West Oakland, known for its iconic shipping cranes, has traditionally been a majority African American neighborhood with lower income levels than the surrounding Bay Area. The demographic is beginning to change as comparatively well-heeled newcomers settle in, but it was an economically disadvantaged community of color who disproportionately bore the brunt of harmful air pollution for decades. Switching to low-sulfur fuel for shipping vessels has helped the port make drastic reductions in air pollution, but harmful emissions linked to asthma are still emanating from truck tailpipes.

The rule change will lead to what is indisputably an environmental improvement. But that benefit doesn’t have to come with the tradeoff of job loss. State funding was made available in 2011 to help financially strapped truckers afford new rigs or retrofits — but the funding has now vanished, and truckers who are late in pursuing compliance are finding doors shut all the way around.

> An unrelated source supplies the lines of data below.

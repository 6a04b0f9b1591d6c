//! Expression evaluation
//!
//! Evaluation is depth-first and pull based. Each selector resolves its
//! series once per query, then every evaluation step opens fresh iterators
//! over the step's window. All storage reads go through the query's
//! `QueryContext`, so the sample budget, the deadline and cancellation are
//! observed at every pull.

use crate::query::aggregate::aggregate;
use crate::query::ast::{BinaryExpr, BinaryOp, Call, Expr, MatrixSelector, VectorMatching, VectorSelector};
use crate::query::context::QueryContext;
use crate::query::error::{QueryError, QueryResult};
use crate::query::functions::Function;
use crate::query::value::{InstantPoint, QueryValue, RangeSeries, SeriesPoints, Value, VectorElement};
use crate::storage::{BlockStore, Labels, Sample, Series, StorageResult, TimeRange};
use std::collections::{hash_map::Entry, BTreeMap, BTreeSet, HashMap};

/// Evaluate `expr` at a single instant `t` (milliseconds)
pub fn evaluate_instant(
    store: &BlockStore,
    ctx: &QueryContext,
    expr: &Expr,
    t: i64,
    lookback_ms: i64,
) -> QueryResult<QueryValue> {
    Evaluator::new(store, ctx, lookback_ms, t, t).instant(expr)
}

/// Evaluate `expr` at `start, start + step, ...` up to and including `end`
pub fn evaluate_range(
    store: &BlockStore,
    ctx: &QueryContext,
    expr: &Expr,
    start: i64,
    end: i64,
    step: i64,
    lookback_ms: i64,
) -> QueryResult<QueryValue> {
    if step <= 0 {
        return Err(QueryError::bad_request("step must be greater than zero"));
    }
    if end < start {
        return Err(QueryError::bad_request("end timestamp must not be before start time"));
    }
    Evaluator::new(store, ctx, lookback_ms, start, end).range(expr, step)
}

/// Number of evaluation steps of a range query
pub fn step_count(start: i64, end: i64, step: i64) -> i64 {
    if step <= 0 || end < start {
        return 0;
    }
    (end - start) / step + 1
}

struct Evaluator<'a> {
    store: &'a BlockStore,
    ctx: &'a QueryContext,
    lookback: i64,
    start: i64,
    end: i64,
    /// Series per selector node, keyed by node address
    selected: HashMap<usize, Vec<Series>>,
}
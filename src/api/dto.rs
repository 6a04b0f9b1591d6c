//! Data Transfer Objects
//!
//! Request parameters and response bodies of the HTTP API.
//! Response bodies follow the Prometheus envelope:
//! `{"status": "success", "data": ...}` or
//! `{"status": "error", "errorType": ..., "error": ...}`.

use serde::{Deserialize, Serialize};
use std::collections::BTreeMap;

// ============================================
// REQUEST PARAMETERS
// ============================================

/// Raw request parameters, in request order.
///
/// Kept as pairs so repeated keys such as `match[]` survive decoding of
/// query strings and form bodies alike.
#[derive(Debug, Clone, Default, Deserialize)]
#[serde(transparent)]
pub struct Params(Vec<(String, String)>);

impl Params {
    pub fn new() -> Self {
        Self::default()
    }

    pub fn from_pairs<I, K, V>(pairs: I) -> Self
    where
        I: IntoIterator<Item = (K, V)>,
        K: Into<String>,
        V: Into<String>,
    {
        Self(
            pairs
                .into_iter()
                .map(|(k, v)| (k.into(), v.into()))
                .collect(),
        )
    }

    /// Add a parameter
    pub fn with(mut self, name: impl Into<String>, value: impl Into<String>) -> Self {
        self.0.push((name.into(), value.into()));
        self
    }

    /// Last value given for `name`
    pub fn get(&self, name: &str) -> Option<&str> {
        self.0
            .iter()
            .rev()
            .find(|(k, _)| k == name)
            .map(|(_, v)| v.as_str())
    }

    /// Every value given for `name`, in request order
    pub fn get_all(&self, name: &str) -> Vec<&str> {
        self.0
            .iter()
            .filter(|(k, _)| k == name)
            .map(|(_, v)| v.as_str())
            .collect()
    }
}

// ============================================
// RESPONSES
// ============================================

/// Successful response envelope
#[derive(Debug, Serialize)]
pub struct SuccessResponse<T> {
    pub status: &'static str,
    pub data: T,
}

impl<T> SuccessResponse<T> {
    pub fn new(data: T) -> Self {
        Self {
            status: "success",
            data,
        }
    }
}

/// Error response envelope
#[derive(Debug, Serialize, Deserialize)]
#[serde(rename_all = "camelCase")]
pub struct ErrorResponse {
    pub status: String,
    pub error_type: String,
    pub error: String,
}

/// `data` of `/query` and `/query_range`
#[derive(Debug, Serialize)]
#[serde(rename_all = "camelCase")]
pub struct QueryData {
    pub result_type: &'static str,
    pub result: ResultDto,
}

#[derive(Debug, Serialize)]
#[serde(untagged)]
pub enum ResultDto {
    /// Scalars and strings
    Point(SamplePair),
    Vector(Vec<InstantSample>),
    Matrix(Vec<RangeSamples>),
}

/// `[timestamp_seconds, "value"]`
#[derive(Debug, Clone, PartialEq, Serialize)]
pub struct SamplePair(pub f64, pub String);

#[derive(Debug, Serialize)]
pub struct InstantSample {
    pub metric: BTreeMap<String, String>,
    pub value: SamplePair,
}

#[derive(Debug, Serialize)]
pub struct RangeSamples {
    pub metric: BTreeMap<String, String>,
    pub values: Vec<SamplePair>,
}

// ============================================
// HEALTH DTOs
// ============================================

/// Full health check response
#[derive(Debug, Serialize)]
pub struct HealthResponse {
    /// "healthy" while serving, "shutting_down" once draining started
    pub status: String,
    pub blocks: usize,
    pub series: usize,
    /// Earliest sample time (ms), if any block is loaded
    #[serde(skip_serializing_if = "Option::is_none")]
    pub min_time: Option<i64>,
    /// Exclusive end of the data (ms)
    #[serde(skip_serializing_if = "Option::is_none")]
    pub max_time: Option<i64>,
    pub queries_in_flight: usize,
    pub max_concurrency: usize,
    pub uptime_seconds: u64,
    pub version: String,
}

In December of 2011, the California Air Resources Board made $58 million available to the owners of 2,100 trucks across California “to replace their retrofitted trucks with newer trucks,” Karen Caesar, a CARB spokesperson, explained in an email. About 1,700 of those could legally service the Port of Oakland.

The funding came from a $4.5 billion set-aside created by Proposition 1B, a transportation bond approved by voters in 2006. The $58 million was available for truckers who had installed filters to comply with an earlier regulation limiting diesel particulates.

In theory, the funding was enough to award all 2,100 trucks more than $25,000 apiece. That’s an amount that Frank Adams, an organizer with POTA, told the Guardian would be adequate for affected truckers to get compliant without going underwater.

But that’s not what happened. “Applications for 970 trucks were received,” Caesar explained, bringing the total funding request to $24 million. But in the end, CARB awarded grants to just 359 trucks, disbursing $10 million. The rest of the money was reallocated to other air-quality improvement programs, Caesar said.

And since the remaining funding is now gone, neither the city of Oakland nor CARB has come up with any other answers for the truckers. “We’ve been meeting with them on a regular basis to see if there are other funding sources,” Kos-Read said. “We want to help all the truckers.” But the meetings clearly haven’t been productive, since POTA’s staging a work stoppage during the busiest shopping week of the year.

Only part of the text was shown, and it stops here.